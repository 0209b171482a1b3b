//! Headless browser probe
//!
//! Drives Playwright's Node API through a short driver script: launch Chromium, open the served
//! page, wait for network idle, read `innerHTML` of the probe element (or the not-found sentinel),
//! close the browser in a `finally` block. The script answers with a single JSON line on stdout.

use std::path::Path;
use std::process::Stdio;

use serde::Deserialize;
use tokio::process::Command;
use tsconform_core::ELEMENT_NOT_FOUND;

use super::error::HarnessError;
use super::process::split_lines;

const DRIVER: &str = r#"
const { chromium } = require("playwright");
const [url, elementId, sentinel] = process.argv.slice(1);
(async () => {
	const browser = await chromium.launch();
	try {
		const ctx = await browser.newContext();
		const page = await ctx.newPage();
		await page.goto(url, { waitUntil: "networkidle" });
		const content = await page.evaluate(([id, missing]) => {
			const el = document.getElementById(id);
			return el === null ? missing : el.innerHTML;
		}, [elementId, sentinel]);
		process.stdout.write(JSON.stringify({ content }) + "\n");
	} finally {
		await browser.close();
	}
})().catch((err) => {
	process.stdout.write(JSON.stringify({ error: String((err && err.stack) || err) }) + "\n");
	process.exitCode = 1;
});
"#;

#[derive(Debug, Deserialize)]
struct DriverReply {
    #[serde(default)]
    content: Option<String>,
    #[serde(default)]
    error: Option<String>,
}

/// Reads one element's markup from a page.
#[derive(Debug, Clone)]
pub struct BrowserProbe {
    node: String,
    element_id: String,
}

impl BrowserProbe {
    pub fn new(node: impl Into<String>, element_id: impl Into<String>) -> Self {
        Self {
            node: node.into(),
            element_id: element_id.into(),
        }
    }

    /// Render `url` and return the probe element's `innerHTML`, or [`ELEMENT_NOT_FOUND`].
    ///
    /// `cwd` must be a directory whose `node_modules` provides `playwright`.
    pub async fn render(&self, url: &str, cwd: &Path) -> Result<String, HarnessError> {
        tracing::debug!(url, element = %self.element_id, "rendering page");
        let output = Command::new(&self.node)
            .arg("-e")
            .arg(DRIVER)
            .arg(url)
            .arg(&self.element_id)
            .arg(ELEMENT_NOT_FOUND)
            .current_dir(cwd)
            .stdin(Stdio::null())
            .kill_on_drop(true)
            .output()
            .await
            .map_err(|e| HarnessError::Browser(format!("cannot start {}: {}", self.node, e)))?;

        let stdout = String::from_utf8_lossy(&output.stdout);
        match parse_reply(&stdout) {
            Ok(content) => Ok(content),
            Err(HarnessError::BrowserProtocol(reason)) if !output.status.success() => {
                let stderr = split_lines(&String::from_utf8_lossy(&output.stderr));
                Err(HarnessError::Browser(format!(
                    "{} ({}): {}",
                    reason,
                    output.status,
                    stderr.join(" | ")
                )))
            }
            Err(e) => Err(e),
        }
    }
}

/// Extract the rendered content from the driver's stdout. The reply is the last line.
fn parse_reply(stdout: &str) -> Result<String, HarnessError> {
    let lines = split_lines(stdout);
    let Some(last) = lines.last() else {
        return Err(HarnessError::BrowserProtocol("driver printed nothing".to_string()));
    };
    let reply: DriverReply =
        serde_json::from_str(last).map_err(|e| HarnessError::BrowserProtocol(format!("{}: {}", e, last)))?;
    match reply {
        DriverReply {
            error: Some(error), ..
        } => Err(HarnessError::Browser(error)),
        DriverReply {
            content: Some(content),
            ..
        } => Ok(content),
        _ => Err(HarnessError::BrowserProtocol(format!("reply has neither content nor error: {}", last))),
    }
}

#### Task to complete:
All records are to be restated exactly, from the first line to the last line.

#### Task answer:
repository 0209b171482a1b3b
//! Headless browser probe
//!
//! Drives Playwright's Node API through a short driver script: launch Chromium, open the served
//! page, wait for network idle, read `innerHTML` of the probe element (or the not-found sentinel),
//! close the browser in a `finally` block. The script answers with a single JSON line on stdout.

use std::path::Path;
use std::process::Stdio;

use serde::Deserialize;
use tokio::process::Command;
use tsconform_core::ELEMENT_NOT_FOUND;

use super::error::HarnessError;
use super::process::split_lines;

const DRIVER: &str = r#"
const { chromium } = require("playwright");
const [url, elementId, sentinel] = process.argv.slice(1);
(async () => {
	const browser = await chromium.launch();
	try {
		const ctx = await browser.newContext();
		const page = await ctx.newPage();
		await page.goto(url, { waitUntil: "networkidle" });
		const content = await page.evaluate(([id, missing]) => {
			const el = document.getElementById(id);
			return el === null ? missing : el.innerHTML;
		}, [elementId, sentinel]);
		process.stdout.write(JSON.stringify({ content }) + "\n");
	} finally {
		await browser.close();
	}
})().catch((err) => {
	process.stdout.write(JSON.stringify({ error: String((err && err.stack) || err) }) + "\n");
	process.exitCode = 1;
});
"#;

#[derive(Debug, Deserialize)]
struct DriverReply {
    #[serde(default)]
    content: Option<String>,
    #[serde(default)]
    error: Option<String>,
}

/// Reads one element's markup from a page.
#[derive(Debug, Clone)]
pub struct BrowserProbe {
    node: String,
    element_id: String,
}

impl BrowserProbe {
    pub fn new(node: impl Into<String>, element_id: impl Into<String>) -> Self {
        Self {
            node: node.into(),
            element_id: element_id.into(),
        }
    }

    /// Render `url` and return the probe element's `innerHTML`, or [`ELEMENT_NOT_FOUND`].
    ///
    /// `cwd` must be a directory whose `node_modules` provides `playwright`.
    pub async fn render(&self, url: &str, cwd: &Path) -> Result<String, HarnessError> {
        tracing::debug!(url, element = %self.element_id, "rendering page");
        let output = Command::new(&self.node)
            .arg("-e")
            .arg(DRIVER)
            .arg(url)
            .arg(&self.element_id)
            .arg(ELEMENT_NOT_FOUND)
            .current_dir(cwd)
            .stdin(Stdio::null())
            .kill_on_drop(true)
            .output()
            .await
            .map_err(|e| HarnessError::Browser(format!("cannot start {}: {}", self.node, e)))?;

        let stdout = String::from_utf8_lossy(&output.stdout);
        match parse_reply(&stdout) {
            Ok(content) => Ok(content),
            Err(HarnessError::BrowserProtocol(reason)) if !output.status.success() => {
                let stderr = split_lines(&String::from_utf8_lossy(&output.stderr));
                Err(HarnessError::Browser(format!(
                    "{} ({}): {}",
                    reason,
                    output.status,
                    stderr.join(" | ")
                )))
            }
            Err(e) => Err(e),
        }
    }
}

/// Extract the rendered content from the driver's stdout. The reply is the last line.
fn parse_reply(stdout: &str) -> Result<String, HarnessError> {
    let lines = split_lines(stdout);
    let Some(last) = lines.last() else {
        return Err(HarnessError::BrowserProtocol("driver printed nothing".to_string()));
    };
    let reply: DriverReply =
        serde_json::from_str(last).map_err(|e| HarnessError::BrowserProtocol(format!("{}: {}", e, last)))?;
    match reply {
        DriverReply {
            error: Some(error), ..
        } => Err(HarnessError::Browser(error)),
        DriverReply {
            content: Some(content),
            ..
        } => Ok(content),
        _ => Err(HarnessError::BrowserProtocol(format!("reply has neither content nor error: {}", last))),
    }
}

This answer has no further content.